The Board denied that it created, operated or maintained racially segregated schools, and alleged that the only genuine issue in the case was whether it violated the constitutional rights of the plaintiffs by refusing to adopt and enforce an affirmative policy of balancing the races in the Cincinnati Public School System.1
The evidence in the case consisted of a number of lengthy stipulations, exhibits, and oral testimony. At the close of plaintiffs' evidence defendants moved for judgment, which motion was taken under advisement by the Court. Defendants presented their entire case except for expert testimony. The Court then granted defendants' motion for judgment without considering the evidence offered by the defendants. He handed down an opinion which he adopted as findings of fact and conclusions of law under Rules 41(b) and 52(a), Fed.R.Civ.Proc.2 In essence, the Court held that there was no constitutional duty incumbent upon the Board to balance the races in the public school system, and that there was a failure of proof on the part of the plaintiffs to establish a policy of segregation or gerrymandering on the part of the Board.
Was There A Constitutional Duty On The Part Of The Board To Balance The Races In The Cincinnati Public Schools Where The Imbalance Was Not Caused By Any Act Of Discrimination On Its Part?
At the outset it should be pointed out that the State of Ohio abolished segregation in the public schools on February 22, 1887, which was more than 67 years before the United States Supreme Court barred it on constitutional grounds in the momentous decision of Brown v.
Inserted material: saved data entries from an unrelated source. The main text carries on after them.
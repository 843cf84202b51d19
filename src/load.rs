//! # Load Tracker
//!
//! Per-game, per-player activity ratio. Workers add the wall-clock time spent
//! computing a move; every tick folds that busy time into an exponentially
//! weighted moving average and zeroes it again.
//!
//! The average is fixed point with `FSHIFT` fractional bits, so it always lies
//! in `[0, FIXED_1]`. Workers and the ticker touch the same record from
//! different threads without sharing a lock, so busy time lives in an atomic
//! that the ticker drains with a single swap.

use crate::games::tictactoe::Player;
use kxo_shared::LOAD_SCALE;
use std::sync::atomic::{AtomicU64, Ordering};
use std::time::Duration;

/// Fractional bits of the fixed-point average.
pub const FSHIFT: u32 = 11;
/// 1.0 in fixed point.
pub const FIXED_1: u64 = 1 << FSHIFT;
/// Decay factor per tick, `FIXED_1 / exp(0.5s / 5s)`.
pub const EXP_5S: u64 = 1676;

/// Exponential moving average of one player's share of a tick spent busy.
#[derive(Debug, Default)]
pub struct LoadLog {
    ema: AtomicU64,
    busy_ns: AtomicU64,
}

impl LoadLog {
    /// An idle log: zero average, no busy time.
    pub fn new() -> Self {
        Self::default()
    }

    /// Accumulates time a worker spent on this player's move.
    pub fn add_busy(&self, busy: Duration) {
        let ns = u64::try_from(busy.as_nanos()).unwrap_or(u64::MAX);
        self.busy_ns.fetch_add(ns, Ordering::AcqRel);
    }

    /// Busy time accumulated since the last fold.
    pub fn busy(&self) -> Duration {
        Duration::from_nanos(self.busy_ns.load(Ordering::Acquire))
    }

    /// Folds the busy time of the last `elapsed` into the average.
    ///
    /// Busy time is always drained. With `elapsed == 0` (the first tick) the
    /// average is left as is.
    pub fn fold(&self, elapsed: Duration) {
        let busy = self.busy_ns.swap(0, Ordering::AcqRel);
        let elapsed = u64::try_from(elapsed.as_nanos()).unwrap_or(u64::MAX);
        if elapsed == 0 {
            return;
        }
        // A job can straddle two ticks, so clamp the ratio to 1.0.
        let ratio = (busy.saturating_mul(FIXED_1) / elapsed).min(FIXED_1);
        let old = self.ema.load(Ordering::Acquire);
        let ema = (old * EXP_5S + ratio * (FIXED_1 - EXP_5S)) >> FSHIFT;
        self.ema.store(ema, Ordering::Release);
    }

    /// Raw fixed-point average.
    pub fn ema(&self) -> u64 {
        self.ema.load(Ordering::Acquire)
    }

    /// Average scaled to the wire range `0..=200` (half-percent steps).
    pub fn percent(&self) -> u8 {
        ((self.ema() * LOAD_SCALE as u64) >> FSHIFT).min(LOAD_SCALE as u64) as u8
    }
}

/// Load logs for every game of the pool, one per player.
#[derive(Debug)]
pub struct LoadTracker {
    logs: Vec<[LoadLog; 2]>,
}

impl LoadTracker {
    /// One pair of idle logs per game.
    pub fn new(games: usize) -> Self {
        Self {
            logs: (0..games).map(|_| [LoadLog::new(), LoadLog::new()]).collect(),
        }
    }

    /// The log of `player` in game `game_id`.
    pub fn log(&self, game_id: usize, player: Player) -> Option<&LoadLog> {
        self.logs.get(game_id).map(|pair| &pair[player.index()])
    }

    /// Adds `busy` to the given player's log. Unknown ids are ignored.
    pub fn record(&self, game_id: usize, player: Player, busy: Duration) {
        if let Some(log) = self.log(game_id, player) {
            log.add_busy(busy);
        }
    }

    /// Folds one tick worth of `elapsed` time into every log.
    pub fn fold_all(&self, elapsed: Duration) {
        for pair in &self.logs {
            pair[0].fold(elapsed);
            pair[1].fold(elapsed);
        }
    }

    /// `(player A, player B)` load percentages for one game.
    pub fn report(&self, game_id: usize) -> Option<(u8, u8)> {
        self.logs
            .get(game_id)
            .map(|pair| (pair[0].percent(), pair[1].percent()))
    }

    /// Number of games tracked.
    pub fn len(&self) -> usize {
        self.logs.len()
    }

    /// True when no game is tracked.
    pub fn is_empty(&self) -> bool {
        self.logs.is_empty()
    }
}

#[cfg(test)]
mod tests {
    use super::*;

    #[test]
    fn test_first_tick_keeps_average() {
        let log = LoadLog::new();
        log.add_busy(Duration::from_millis(300));
        log.fold(Duration::ZERO);
        assert_eq!(log.ema(), 0);
        assert_eq!(log.busy(), Duration::ZERO);
    }

    #[test]
    fn test_full_load_converges_to_one() {
        let log = LoadLog::new();
        for _ in 0..200 {
            log.add_busy(Duration::from_millis(500));
            log.fold(Duration::from_millis(500));
        }
        assert!(log.ema() <= FIXED_1);
        assert!(log.ema() > FIXED_1 * 9 / 10);
        assert!(log.percent() >= 180 && log.percent() <= 200);
    }

    #[test]
    fn test_overlong_busy_is_clamped() {
        let log = LoadLog::new();
        for _ in 0..500 {
            log.add_busy(Duration::from_secs(10));
            log.fold(Duration::from_nanos(1));
        }
        assert!(log.ema() <= FIXED_1);
        assert!(log.percent() <= 200);
    }

    #[test]
    fn test_idle_decays() {
        let log = LoadLog::new();
        log.add_busy(Duration::from_millis(500));
        log.fold(Duration::from_millis(500));
        let peak = log.ema();
        assert!(peak > 0);
        log.fold(Duration::from_millis(500));
        assert!(log.ema() < peak);
    }

    #[test]
    fn test_tracker_is_per_player() {
        let tracker = LoadTracker::new(2);
        tracker.record(1, Player::B, Duration::from_millis(250));
        tracker.record(7, Player::B, Duration::from_millis(250));
        tracker.fold_all(Duration::from_millis(500));
        let (a, b) = tracker.report(1).unwrap();
        assert_eq!(a, 0);
        assert!(b > 0);
        assert_eq!(tracker.report(0), Some((0, 0)));
        assert!(tracker.report(2).is_none());
    }
}
use serde::Serialize;
use ts_rs::TS;

use super::entities::Class;
use crate::models::class_users::entities::ClassUserRole;

// 创建班级响应
#[derive(Debug, Serialize, TS)]
#[serde(rename_all = "camelCase")]
#[ts(export, export_to = "../frontend/src/types/generated/class.ts")]
pub struct ClassResponse {
    pub id: i64,
    pub owner: i64,
    pub name: String,
    pub title: String,
    pub description: Option<String>,
    pub subject: Option<String>,
}

impl From<Class> for ClassResponse {
    fn from(class: Class) -> Self {
        Self {
            id: class.id,
            owner: class.owner_id,
            name: class.name,
            title: class.title,
            description: class.description,
            subject: class.subject,
        }
    }
}

// 班级成员（含用户资料）
#[derive(Debug, Clone, Serialize, TS)]
#[serde(rename_all = "camelCase")]
#[ts(export, export_to = "../frontend/src/types/generated/class.ts")]
pub struct ClassMember {
    pub user_id: i64,
    pub fullname: String,
    pub email: String,
    pub img_url: Option<String>,
    pub role: ClassUserRole,
    pub student_id: Option<String>,
}

// 用户所在班级
#[derive(Debug, Clone, Serialize, TS)]
#[serde(rename_all = "camelCase")]
#[ts(export, export_to = "../frontend/src/types/generated/class.ts")]
pub struct UserClassItem {
    pub id: i64,
    pub title: String,
    pub name: String,
    pub owner: i64,
    /// 创建者姓名
    pub creator: String,
    /// 创建者头像
    pub avatar: Option<String>,
    pub role: ClassUserRole,
}

#[derive(Debug, Serialize, TS)]
#[serde(rename_all = "camelCase")]
#[ts(export, export_to = "../frontend/src/types/generated/class.ts")]
pub struct ClassRoleResponse {
    pub class_id: i64,
    pub role: ClassUserRole,
    pub student_id: Option<String>,
}

#[derive(Debug, Serialize, TS)]
#[serde(rename_all = "camelCase")]
#[ts(export, export_to = "../frontend/src/types/generated/class.ts")]
pub struct InviteLinkResponse {
    pub link: String,
    pub token: String,
}

#[derive(Debug, Serialize, TS)]
#[serde(rename_all = "camelCase")]
#[ts(export, export_to = "../frontend/src/types/generated/class.ts")]
pub struct VerifyInviteResponse {
    pub is_success: bool,
}
//! 数据模型定义
//!
//! 每个业务模块分为 `entities`（业务实体）、`requests`（请求 DTO）和 `responses`（响应 DTO）。
//! 请求与响应的 JSON 字段统一使用 camelCase。

pub mod auth;
pub mod class_users;
pub mod classes;
pub mod common;
pub mod grades;
pub mod notifications;
pub mod reviews;
pub mod users;

pub use common::pagination::{PaginationInfo, PaginationQuery};
pub use common::response::{ApiResponse, ErrorResponse};

/// 程序启动时间
#[derive(Debug, Clone)]
pub struct AppStartTime {
    pub start_datetime: chrono::DateTime<chrono::Utc>,
}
Board of Education, 347 U.S. 483, 74 S.Ct. 686, 98 L.Ed. 873 (1954).3
We think the legislature had the power to enact this statute. The Cincinnati Board of Education has complied with it.
Appellants contend that the maintenance of a public school system in which racial imbalance exists is a violation of their constitutional right to the equal protection of the law. They assert that because the Negro student population is not spread uniformly throughout the Cincinnati school system, without a showing of deliberate discrimination or even racial classification, there is a duty of constitutional dimensions imposed on the school officials to eliminate the imbalance. Appellants claim that it is harmful to Negro children to attend a racially imbalanced school and this fact alone deprives them of equal educational opportunity.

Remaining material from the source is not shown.